**WORK REQUEST**. Scan the records below and report how many lines contain the word "expected", giving the number by itself.

[Stored data]
· · · · ·
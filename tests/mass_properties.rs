use approx::assert_relative_eq;
use nprimitives::material::{Material, MaterialType};
use nprimitives::math::Vector;
use nprimitives::volumetric::{Sphere, Volumetric};
use nprimitives::{Error, MassMatrix3};
use proptest::prelude::*;
use std::f64::consts::PI;

#[test]
fn sphere_volume() {
    let sphere = Sphere::new(2.0).unwrap();
    assert_relative_eq!(sphere.volume(), 33.5103, epsilon = 1e-4);
    assert_eq!(Sphere::new(0.0).unwrap().volume(), 0.0);
}

#[test]
fn changing_material_scales_mass() {
    let mut sphere = Sphere::new(2.0).unwrap();
    sphere.set_material(Material::new(MaterialType::Pine));
    let pine = sphere.mass_matrix().unwrap();

    sphere.set_material(Material::new(MaterialType::Styrofoam));
    let styrofoam = sphere.mass_matrix().unwrap();

    assert_eq!(sphere.radius(), 2.0);
    assert_relative_eq!(
        styrofoam.mass() / pine.mass(),
        Material::density_of(MaterialType::Styrofoam).unwrap()
            / Material::density_of(MaterialType::Pine).unwrap(),
        epsilon = 1e-12
    );
    assert_relative_eq!(
        styrofoam.ixx() / pine.ixx(),
        75.0 / 373.0,
        epsilon = 1e-12
    );
}

#[test]
fn degenerate_spheres_have_no_mass_matrix() {
    let zero = Sphere::with_material(0.0, Material::new(MaterialType::Tungsten)).unwrap();
    assert!(zero.mass_matrix().is_err());

    let weightless = Sphere::with_material(1.0, Material::from_density(0.0)).unwrap();
    assert!(weightless.mass_matrix().is_err());

    let negative = Sphere::with_material(1.0, Material::from_density(-1000.0)).unwrap();
    assert!(negative.mass_matrix().is_err());

    assert!(Sphere::new(-0.5).is_err());
}

#[test]
fn out_of_range_spheres_have_no_mass_matrix() {
    let tungsten = Material::new(MaterialType::Tungsten);

    // The volume overflows.
    let huge = Sphere::with_material(1e105, tungsten.clone()).unwrap();
    assert!(huge.mass_matrix().unwrap_err().is_geometry_error());

    // The mass is finite but the moments overflow.
    let large = Sphere::with_material(1e100, tungsten.clone()).unwrap();
    assert!(large.mass().is_finite());
    assert_eq!(large.mass_matrix(), Err(Error::InvalidInertia));

    // The volume underflows to zero.
    let tiny = Sphere::with_material(1e-110, tungsten).unwrap();
    assert!(tiny.mass_matrix().unwrap_err().is_geometry_error());
    assert_eq!(tiny.density_from_mass(1.0), None);

    let mut tiny = tiny;
    assert_eq!(tiny.set_density_from_mass(1.0), Err(Error::InvalidMass(1.0)));
    assert_eq!(tiny.material().density(), 19300.0);
}

#[test]
fn every_tabulated_material_gives_a_valid_mass_matrix() {
    for material in Material::predefined() {
        let sphere = Sphere::with_material(0.25, material.clone()).unwrap();
        let m = sphere.mass_matrix().unwrap();
        assert!(m.is_valid(), "{}", material);
        assert!(m.is_positive(), "{}", material);
    }
}

proptest! {
    #[test]
    fn solid_sphere_formula(radius in 1e-3..100.0f64, density in 1.0..20000.0f64) {
        let sphere = Sphere::with_material(radius, Material::from_density(density)).unwrap();
        let m = sphere.mass_matrix().unwrap();

        let volume = 4.0 / 3.0 * PI * radius.powi(3);
        let mass = density * volume;
        let moment = 0.4 * mass * radius * radius;

        prop_assert!((sphere.volume() - volume).abs() <= 1e-9 * volume);
        prop_assert!((m.mass() - mass).abs() <= 1e-9 * mass);
        prop_assert!((m.diagonal_moments() - Vector::repeat(moment)).amax() <= 1e-9 * moment);
        prop_assert_eq!(m.off_diagonal_moments(), Vector::zeros());
        prop_assert!(m.is_valid());

        let mut expected = MassMatrix3::zero();
        prop_assert!(expected.set_from_sphere_mass(m.mass(), radius));
        prop_assert!((expected.moi() - m.moi()).amax() <= 1e-9 * moment);
    }

    #[test]
    fn density_round_trip(radius in 1e-2..10.0f64, mass in 1e-3..1e4f64) {
        let mut sphere = Sphere::new(radius).unwrap();
        sphere.set_density_from_mass(mass).unwrap();
        prop_assert!((sphere.mass() - mass).abs() <= 1e-9 * mass);
    }
}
· · · · ·
**FINISHED EXERCISE**. 3